The introduction of Penny comes just months after rival Checkers Sixty60 introduced its own AI assistant, Pixie, signalling a new competitive front in South Africa's grocery retail market.

While both assistants leverage artificial intelligence, their approaches differ significantly.

Pick n Pay has positioned Penny as a conversational shopping companion capable of understanding context and responding naturally to customer requests.

Shoprite's Pixie, by comparison, currently focuses more heavily on predictive replenishment and personalised product recommendations based on previous shopping behaviour.

Ferigolli believes the conversational interface creates a more intuitive shopping experience by allowing customers to interact with the platform as they would with another person.

"By understanding what customers are cooking, buying and planning, Penny becomes more than a shopping app. It becomes a genuine shopping companion."

Powered by Google's Gemini AI

Penny is built on Google's Gemini foundation models, with Pick n Pay selecting the platform after evaluating several leading large language models.

Rather than accessing Pick n Pay's systems directly, Gemini works alongside dedicated application programming interfaces (APIs) connected to the retailer's product catalogue, Smart Shopper loyalty programme, order history and curated retail content.

According to Google South Africa country director Kabelo Makwane, the partnership reflects a broader evolution in artificial intelligence.

"AI is moving beyond simply answering questions to helping people get things done," said Makwane.

"The power of multimodal AI is that people don't have to adapt to technology — the technology adapts to them."

Building a smarter shopping experience

Beyond simplifying grocery shopping, Penny has been designed to become increasingly personalised over time.

As customers continue using the assistant, it learns shopping preferences including favourite brands, purchasing habits, price sensitivity and previous orders, enabling increasingly tailored recommendations.

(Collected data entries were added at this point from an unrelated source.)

impl std::fmt::Debug for Router {
    fn fmt(&self, f: &mut std::fmt::Formatter<'_>) -> std::fmt::Result {
        f.debug_struct("Router")
            .field("router", &self.router_id())
            .field("listen_addr", &self.config.router.listen_addr)
            .field("paths", &self.paths.len())
            .finish_non_exhaustive()
    }
}

// ============================================
// RouterStats
// ============================================

/// Serialisable router snapshot.
#[derive(Debug, Clone, Serialize)]
pub struct RouterStats {
    pub router: RouterId,
    pub registry: RegistryStats,
    pub outbound: OutboundCounters,
    pub exit_endpoints: usize,
    pub paths: Vec<CircuitStatus>,
}

/// Outbound queue counters.
#[derive(Debug, Clone, Copy, Default, PartialEq, Eq, Serialize)]
pub struct OutboundCounters {
    pub queued: u64,
    pub dropped: u64,
    pub sent: u64,
    pub failed: u64,
}

impl From<OutboundStatsSnapshot> for OutboundCounters {
    fn from(s: OutboundStatsSnapshot) -> Self {
        Self {
            queued: s.queued,
            dropped: s.dropped,
            sent: s.sent,
            failed: s.failed,
        }
    }
}
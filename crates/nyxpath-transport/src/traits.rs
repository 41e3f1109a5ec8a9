// ============================================
// File: crates/nyxpath-transport/src/traits.rs
// ============================================
//! # Transport Traits
//!
//! ## Creation Reason
//! The path core addresses neighbours by router id, never by socket address.
//! These traits are the seam between that core and whatever actually moves
//! bytes (UDP in production, an in-memory hub in tests).
//!
//! ## Main Functionality
//! - `LinkTransport`: async frame transport keyed by `RouterId`
//! - `InboundFrame`: a received frame plus its authenticated sender
//! - `LinkSender`: synchronous, non-blocking send used from handler code
//!
//! ## ⚠️ Important Note for Next Developer
//! - `LinkSender::send_to` must never block or await; it is called while
//!   relay crypto runs inline on the receive task
//! - `InboundFrame::from` is the sender the anti-spoofing checks rely on;
//!   implementations must only report a sender they have authenticated
//!
//! ## Last Modified
//! v0.1.0 - Initial trait definitions

use std::time::Instant;

use async_trait::async_trait;
use bytes::Bytes;

use nyxpath_common::RouterId;

use crate::error::Result;

// ============================================
// InboundFrame
// ============================================

/// A frame received from a neighbouring router.
#[derive(Debug, Clone)]
pub struct InboundFrame {
    /// Router the frame came from
    pub from: RouterId,
    /// Raw link frame
    pub payload: Bytes,
    /// When the frame was received
    pub received_at: Instant,
}

impl InboundFrame {
    /// Creates a frame stamped with the current time.
    #[must_use]
    pub fn new(from: RouterId, payload: Bytes) -> Self {
        Self {
            from,
            payload,
            received_at: Instant::now(),
        }
    }
}

// ============================================
// LinkTransport Trait
// ============================================

/// Async transport carrying link frames between routers.
#[async_trait]
pub trait LinkTransport: Send + Sync {
    /// Waits for the next inbound frame.
    ///
    /// # Errors
    /// `ShuttingDown` once the transport is closed, or a receive failure.
    async fn recv(&self) -> Result<InboundFrame>;

    /// Sends a frame to a neighbouring router.
    ///
    /// # Errors
    /// `UnknownPeer` if there is no route to `to`, or a send failure.
    async fn send(&self, to: &RouterId, payload: Bytes) -> Result<()>;

    /// Router id this transport speaks for.
    fn local_id(&self) -> RouterId;

    /// Closes the transport; pending and future operations fail.
    ///
    /// # Errors
    /// Implementation specific.
    async fn shutdown(&self) -> Result<()>;

    /// Returns `true` until `shutdown` has been called.
    fn is_active(&self) -> bool;
}

// ============================================
// LinkSender Trait
// ============================================

/// Fire-and-forget outbound interface used by path handlers.
pub trait LinkSender: Send + Sync {
    /// Queues a frame for `to`.
    ///
    /// # Errors
    /// `QueueFull` when the queue is full, `ShuttingDown` when closed.
    fn send_to(&self, to: &RouterId, frame: Bytes) -> Result<()>;

    /// Asks the link to keep its session with `router` alive until `until`.
    fn persist_session(&self, router: &RouterId, until: Instant);
}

Future developments are expected to include deeper personalisation, expanded recommendation capabilities and additional AI-powered services as Pick n Pay continues investing in the platform.

For now, customers remain in control of checkout, payment and delivery scheduling, with Penny focused on removing friction from product discovery and basket building.

Convenience becomes the new competitive advantage

Artificial intelligence is rapidly becoming the next battleground in South Africa's grocery sector as retailers compete to deliver more seamless customer experiences.

For Pick n Pay, Penny represents more than another digital feature.

It reflects a broader shift in retail strategy — one where convenience is measured not only by how quickly groceries arrive, but by how little effort customers expend before clicking "checkout".

As South African consumers increasingly embrace conversational AI across everyday services, grocery shopping may soon become another activity driven less by searching and more by simply asking.